[Description of the task]
Each of the lines below must be written out exactly as shown.
☆ ☆ ☆
use crate::error::{RelayError, Result};
use serde::{Deserialize, Serialize};
use std::fmt;
use std::path::{Path, PathBuf};
use std::str::FromStr;

pub const DEFAULT_API_URL: &str = "https://api.linear.app/graphql";
pub const DEFAULT_MENTION_TOKEN: &str = "@agent";
const RESUME_FILE: &str = "resume-sessions.json";
const DEBUG_DIR: &str = "webhook-debug";

// ---------------------------------------------------------------------------
// ConfigWarning / WarnLevel
// ---------------------------------------------------------------------------

#[derive(Debug, Clone, Serialize, Deserialize)]
pub struct ConfigWarning {
    pub level: WarnLevel,
    pub message: String,
}

#[derive(Debug, Clone, PartialEq, Serialize, Deserialize)]
#[serde(rename_all = "snake_case")]
pub enum WarnLevel {
    Warning,
    Error,
}

// ---------------------------------------------------------------------------
// Environment
// ---------------------------------------------------------------------------

/// Deployment flavour. Development additionally captures raw webhook bodies
/// under `<state_dir>/webhook-debug/`.
#[derive(Debug, Clone, Copy, Default, PartialEq, Eq, Serialize, Deserialize)]
#[serde(rename_all = "snake_case")]
pub enum Environment {
    Development,
    #[default]
    Production,
}

impl Environment {
    pub fn is_development(self) -> bool {
        self == Environment::Development
    }
}

impl FromStr for Environment {
    type Err = RelayError;

    fn from_str(s: &str) -> Result<Self> {
        match s.trim().to_ascii_lowercase().as_str() {
            "development" | "dev" => Ok(Environment::Development),
            "production" | "prod" => Ok(Environment::Production),
            other => Err(RelayError::Config(format!(
                "unknown environment '{other}': expected development or production"
            ))),
        }
    }
}

// ---------------------------------------------------------------------------
// AgentConfig
// ---------------------------------------------------------------------------

#[derive(Debug, Clone, Serialize, Deserialize)]
pub struct AgentConfig {
    #[serde(default)]
    pub model: Option<String>,
    #[serde(default = "default_max_turns")]
    pub max_turns: u32,
    /// Path to the `claude` executable; looked up on PATH when unset.
    #[serde(default)]
    pub executable: Option<String>,
}

fn default_max_turns() -> u32 {
    200
}

impl Default for AgentConfig {
    fn default() -> Self {
        Self {
            model: None,
            max_turns: default_max_turns(),
            executable: None,
        }
    }
}

// ---------------------------------------------------------------------------
// DedupConfig
// ---------------------------------------------------------------------------

#[derive(Debug, Clone, Serialize, Deserialize)]
pub struct DedupConfig {
    #[serde(default = "default_ttl_secs")]
    pub ttl_secs: u64,
    #[serde(default = "default_capacity")]
    pub capacity: usize,
}

fn default_ttl_secs() -> u64 {
    3600
}

fn default_capacity() -> usize {
    1000
}

impl Default for DedupConfig {
    fn default() -> Self {
        Self {
            ttl_secs: default_ttl_secs(),
            capacity: default_capacity(),
        }
    }
}

// ---------------------------------------------------------------------------
// Config
// ---------------------------------------------------------------------------

#[derive(Clone, Serialize, Deserialize)]
pub struct Config {
    /// Shared secret the tracker signs webhook bodies with.
    #[serde(default)]
    pub webhook_secret: Option<String>,
    /// Bearer token for the tracker's GraphQL API.
    #[serde(default)]
    pub api_token: Option<String>,
    #[serde(default = "default_api_url")]
    pub api_url: String,
    /// Where repositories are checked out; defaults to `<state_dir>/repos`.
    #[serde(default)]
    pub repos_dir: Option<PathBuf>,
    /// Where the resumption file and debug captures live; defaults to `~/.relay`.
    #[serde(default)]
    pub state_dir: Option<PathBuf>,
    #[serde(default)]
    pub environment: Environment,
    #[serde(default = "default_mention_token")]
    pub mention_token: String,
    #[serde(default)]
    pub agent: AgentConfig,
    #[serde(default)]
    pub dedup: DedupConfig,
    #[serde(default = "default_request_timeout")]
    pub request_timeout_secs: u64,
}

fn default_api_url() -> String {
    DEFAULT_API_URL.to_string()
}

fn default_mention_token() -> String {
    DEFAULT_MENTION_TOKEN.to_string()
}

fn default_request_timeout() -> u64 {
    10
}

impl Default for Config {
    fn default() -> Self {
        Self {
            webhook_secret: None,
            api_token: None,
            api_url: default_api_url(),
            repos_dir: None,
            state_dir: None,
            environment: Environment::default(),
            mention_token: default_mention_token(),
            agent: AgentConfig::default(),
            dedup: DedupConfig::default(),
            request_timeout_secs: default_request_timeout(),
        }
    }
}

impl fmt::Debug for Config {
    fn fmt(&self, f: &mut fmt::Formatter<'_>) -> fmt::Result {
        let redact = |v: &Option<String>| v.as_ref().map(|_| "<redacted>");
        f.debug_struct("Config")
            .field("webhook_secret", &redact(&self.webhook_secret))
            .field("api_token", &redact(&self.api_token))
            .field("api_url", &self.api_url)
            .field("repos_dir", &self.repos_dir)
            .field("state_dir", &self.state_dir)
            .field("environment", &self.environment)
            .field("mention_token", &self.mention_token)
            .field("agent", &self.agent)
            .field("dedup", &self.dedup)
            .field("request_timeout_secs", &self.request_timeout_secs)
            .finish()
    }
}

impl Config {
    /// Load a YAML config file. Missing keys take their defaults.
    pub fn load(path: &Path) -> Result<Self> {
        let data = std::fs::read_to_string(path)?;
        let config: Config = serde_yaml::from_str(&data)?;
        Ok(config)
    }

    /// Resolved state directory: explicit setting, else `~/.relay`.
    pub fn state_dir(&self) -> Result<PathBuf> {
        if let Some(dir) = &self.state_dir {
            return Ok(dir.clone());
        }
        home::home_dir()
            .map(|h| h.join(".relay"))
            .ok_or(RelayError::HomeNotFound)
    }

    pub fn repos_dir(&self) -> Result<PathBuf> {
        match &self.repos_dir {
            Some(dir) => Ok(dir.clone()),
            None => Ok(self.state_dir()?.join("repos")),
        }
    }

    pub fn resume_path(&self) -> Result<PathBuf> {
        Ok(self.state_dir()?.join(RESUME_FILE))
    }

    pub fn debug_dir(&self) -> Result<PathBuf> {
        Ok(self.state_dir()?.join(DEBUG_DIR))
    }

    /// Check the config for problems. `Error` entries mean the server should
    /// not start; `Warning` entries are advisory.
    pub fn validate(&self) -> Vec<ConfigWarning> {
        let mut warnings = Vec::new();
        let mut push = |level: WarnLevel, message: String| {
            warnings.push(ConfigWarning { level, message })
        };

        if self.webhook_secret.as_deref().is_none_or(str::is_empty) {
            push(
                WarnLevel::Error,
                "webhook secret is not set (RELAY_WEBHOOK_SECRET): every delivery would be rejected"
                    .into(),
            );
        }
        if self.api_token.as_deref().is_none_or(str::is_empty) {
            push(
                WarnLevel::Error,
                "tracker API token is not set (RELAY_API_TOKEN): activities cannot be posted"
                    .into(),
            );
        }
        if self.mention_token.trim().is_empty() {
            push(WarnLevel::Error, "mention token must not be empty".into());
        }
        if self.dedup.capacity == 0 {
            push(WarnLevel::Error, "dedup capacity must be at least 1".into());
        }
        if self.dedup.ttl_secs < 60 {
            push(
                WarnLevel::Warning,
                format!(
                    "dedup ttl of {}s is short; webhook redeliveries may start duplicate runs",
                    self.dedup.ttl_secs
                ),
            );
        }
        if self.request_timeout_secs == 0 {
            push(
                WarnLevel::Error,
                "request_timeout_secs must be greater than zero".into(),
            );
        }
        match self.repos_dir() {
            Ok(dir) if !dir.is_dir() => push(
                WarnLevel::Warning,
                format!(
                    "repos dir {} does not exist; runs will be told to clone into it",
                    dir.display()
                ),
            ),
            Ok(_) => {}
            Err(e) => push(WarnLevel::Error, e.to_string()),
        }

        warnings
    }

    pub fn has_errors(warnings: &[ConfigWarning]) -> bool {
        warnings.iter().any(|w| w.level == WarnLevel::Error)
    }
}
☆ ☆ ☆
[The answer]
use crate::error::{RelayError, Result};
use serde::{Deserialize, Serialize};
use std::fmt;
use std::path::{Path, PathBuf};
use std::str::FromStr;

pub const DEFAULT_API_URL: &str = "https://api.linear.app/graphql";
pub const DEFAULT_MENTION_TOKEN: &str = "@agent";
const RESUME_FILE: &str = "resume-sessions.json";
const DEBUG_DIR: &str = "webhook-debug";

// ---------------------------------------------------------------------------
// ConfigWarning / WarnLevel
// ---------------------------------------------------------------------------

#[derive(Debug, Clone, Serialize, Deserialize)]
pub struct ConfigWarning {
    pub level: WarnLevel,
    pub message: String,
}

#[derive(Debug, Clone, PartialEq, Serialize, Deserialize)]
#[serde(rename_all = "snake_case")]
pub enum WarnLevel {
    Warning,
    Error,
}

// ---------------------------------------------------------------------------
// Environment
// ---------------------------------------------------------------------------

/// Deployment flavour. Development additionally captures raw webhook bodies
/// under `<state_dir>/webhook-debug/`.
#[derive(Debug, Clone, Copy, Default, PartialEq, Eq, Serialize, Deserialize)]
#[serde(rename_all = "snake_case")]
pub enum Environment {
    Development,
    #[default]
    Production,
}

impl Environment {
    pub fn is_development(self) -> bool {
        self == Environment::Development
    }
}

impl FromStr for Environment {
    type Err = RelayError;

    fn from_str(s: &str) -> Result<Self> {
        match s.trim().to_ascii_lowercase().as_str() {
            "development" | "dev" => Ok(Environment::Development),
            "production" | "prod" => Ok(Environment::Production),
            other => Err(RelayError::Config(format!(
                "unknown environment '{other}': expected development or production"
            ))),
        }
    }
}

// ---------------------------------------------------------------------------
// AgentConfig
// ---------------------------------------------------------------------------

#[derive(Debug, Clone, Serialize, Deserialize)]
pub struct AgentConfig {
    #[serde(default)]
    pub model: Option<String>,
    #[serde(default = "default_max_turns")]
    pub max_turns: u32,
    /// Path to the `claude` executable; looked up on PATH when unset.
    #[serde(default)]
    pub executable: Option<String>,
}

fn default_max_turns() -> u32 {
    200
}

impl Default for AgentConfig {
    fn default() -> Self {
        Self {
            model: None,
            max_turns: default_max_turns(),
            executable: None,
        }
    }
}

// ---------------------------------------------------------------------------
// DedupConfig
// ---------------------------------------------------------------------------

#[derive(Debug, Clone, Serialize, Deserialize)]
pub struct DedupConfig {
    #[serde(default = "default_ttl_secs")]
    pub ttl_secs: u64,
    #[serde(default = "default_capacity")]
    pub capacity: usize,
}

fn default_ttl_secs() -> u64 {
    3600
}

fn default_capacity() -> usize {
    1000
}

impl Default for DedupConfig {
    fn default() -> Self {
        Self {
            ttl_secs: default_ttl_secs(),
            capacity: default_capacity(),
        }
    }
}

// ---------------------------------------------------------------------------
// Config
// ---------------------------------------------------------------------------

#[derive(Clone, Serialize, Deserialize)]
pub struct Config {
    /// Shared secret the tracker signs webhook bodies with.
    #[serde(default)]
    pub webhook_secret: Option<String>,
    /// Bearer token for the tracker's GraphQL API.
    #[serde(default)]
    pub api_token: Option<String>,
    #[serde(default = "default_api_url")]
    pub api_url: String,
    /// Where repositories are checked out; defaults to `<state_dir>/repos`.
    #[serde(default)]
    pub repos_dir: Option<PathBuf>,
    /// Where the resumption file and debug captures live; defaults to `~/.relay`.
    #[serde(default)]
    pub state_dir: Option<PathBuf>,
    #[serde(default)]
    pub environment: Environment,
    #[serde(default = "default_mention_token")]
    pub mention_token: String,
    #[serde(default)]
    pub agent: AgentConfig,
    #[serde(default)]
    pub dedup: DedupConfig,
    #[serde(default = "default_request_timeout")]
    pub request_timeout_secs: u64,
}

fn default_api_url() -> String {
    DEFAULT_API_URL.to_string()
}

fn default_mention_token() -> String {
    DEFAULT_MENTION_TOKEN.to_string()
}

fn default_request_timeout() -> u64 {
    10
}

impl Default for Config {
    fn default() -> Self {
        Self {
            webhook_secret: None,
            api_token: None,
            api_url: default_api_url(),
            repos_dir: None,
            state_dir: None,
            environment: Environment::default(),
            mention_token: default_mention_token(),
            agent: AgentConfig::default(),
            dedup: DedupConfig::default(),
            request_timeout_secs: default_request_timeout(),
        }
    }
}

impl fmt::Debug for Config {
    fn fmt(&self, f: &mut fmt::Formatter<'_>) -> fmt::Result {
        let redact = |v: &Option<String>| v.as_ref().map(|_| "<redacted>");
        f.debug_struct("Config")
            .field("webhook_secret", &redact(&self.webhook_secret))
            .field("api_token", &redact(&self.api_token))
            .field("api_url", &self.api_url)
            .field("repos_dir", &self.repos_dir)
            .field("state_dir", &self.state_dir)
            .field("environment", &self.environment)
            .field("mention_token", &self.mention_token)
            .field("agent", &self.agent)
            .field("dedup", &self.dedup)
            .field("request_timeout_secs", &self.request_timeout_secs)
            .finish()
    }
}

impl Config {
    /// Load a YAML config file. Missing keys take their defaults.
    pub fn load(path: &Path) -> Result<Self> {
        let data = std::fs::read_to_string(path)?;
        let config: Config = serde_yaml::from_str(&data)?;
        Ok(config)
    }

    /// Resolved state directory: explicit setting, else `~/.relay`.
    pub fn state_dir(&self) -> Result<PathBuf> {
        if let Some(dir) = &self.state_dir {
            return Ok(dir.clone());
        }
        home::home_dir()
            .map(|h| h.join(".relay"))
            .ok_or(RelayError::HomeNotFound)
    }

    pub fn repos_dir(&self) -> Result<PathBuf> {
        match &self.repos_dir {
            Some(dir) => Ok(dir.clone()),
            None => Ok(self.state_dir()?.join("repos")),
        }
    }

    pub fn resume_path(&self) -> Result<PathBuf> {
        Ok(self.state_dir()?.join(RESUME_FILE))
    }

    pub fn debug_dir(&self) -> Result<PathBuf> {
        Ok(self.state_dir()?.join(DEBUG_DIR))
    }

    /// Check the config for problems. `Error` entries mean the server should
    /// not start; `Warning` entries are advisory.
    pub fn validate(&self) -> Vec<ConfigWarning> {
        let mut warnings = Vec::new();
        let mut push = |level: WarnLevel, message: String| {
            warnings.push(ConfigWarning { level, message })
        };

        if self.webhook_secret.as_deref().is_none_or(str::is_empty) {
            push(
                WarnLevel::Error,
                "webhook secret is not set (RELAY_WEBHOOK_SECRET): every delivery would be rejected"
                    .into(),
            );
        }
        if self.api_token.as_deref().is_none_or(str::is_empty) {
            push(
                WarnLevel::Error,
                "tracker API token is not set (RELAY_API_TOKEN): activities cannot be posted"
                    .into(),
            );
        }
        if self.mention_token.trim().is_empty() {
            push(WarnLevel::Error, "mention token must not be empty".into());
        }
        if self.dedup.capacity == 0 {
            push(WarnLevel::Error, "dedup capacity must be at least 1".into());
        }
        if self.dedup.ttl_secs < 60 {
            push(
                WarnLevel::Warning,
                format!(
                    "dedup ttl of {}s is short; webhook redeliveries may start duplicate runs",
                    self.dedup.ttl_secs
                ),
            );
        }
        if self.request_timeout_secs == 0 {
            push(
                WarnLevel::Error,
                "request_timeout_secs must be greater than zero".into(),
            );
        }
        match self.repos_dir() {
            Ok(dir) if !dir.is_dir() => push(
                WarnLevel::Warning,
                format!(
                    "repos dir {} does not exist; runs will be told to clone into it",
                    dir.display()
                ),
            ),
            Ok(_) => {}
            Err(e) => push(WarnLevel::Error, e.to_string()),
        }

        warnings
    }

    pub fn has_errors(warnings: &[ConfigWarning]) -> bool {
        warnings.iter().any(|w| w.level == WarnLevel::Error)
    }
}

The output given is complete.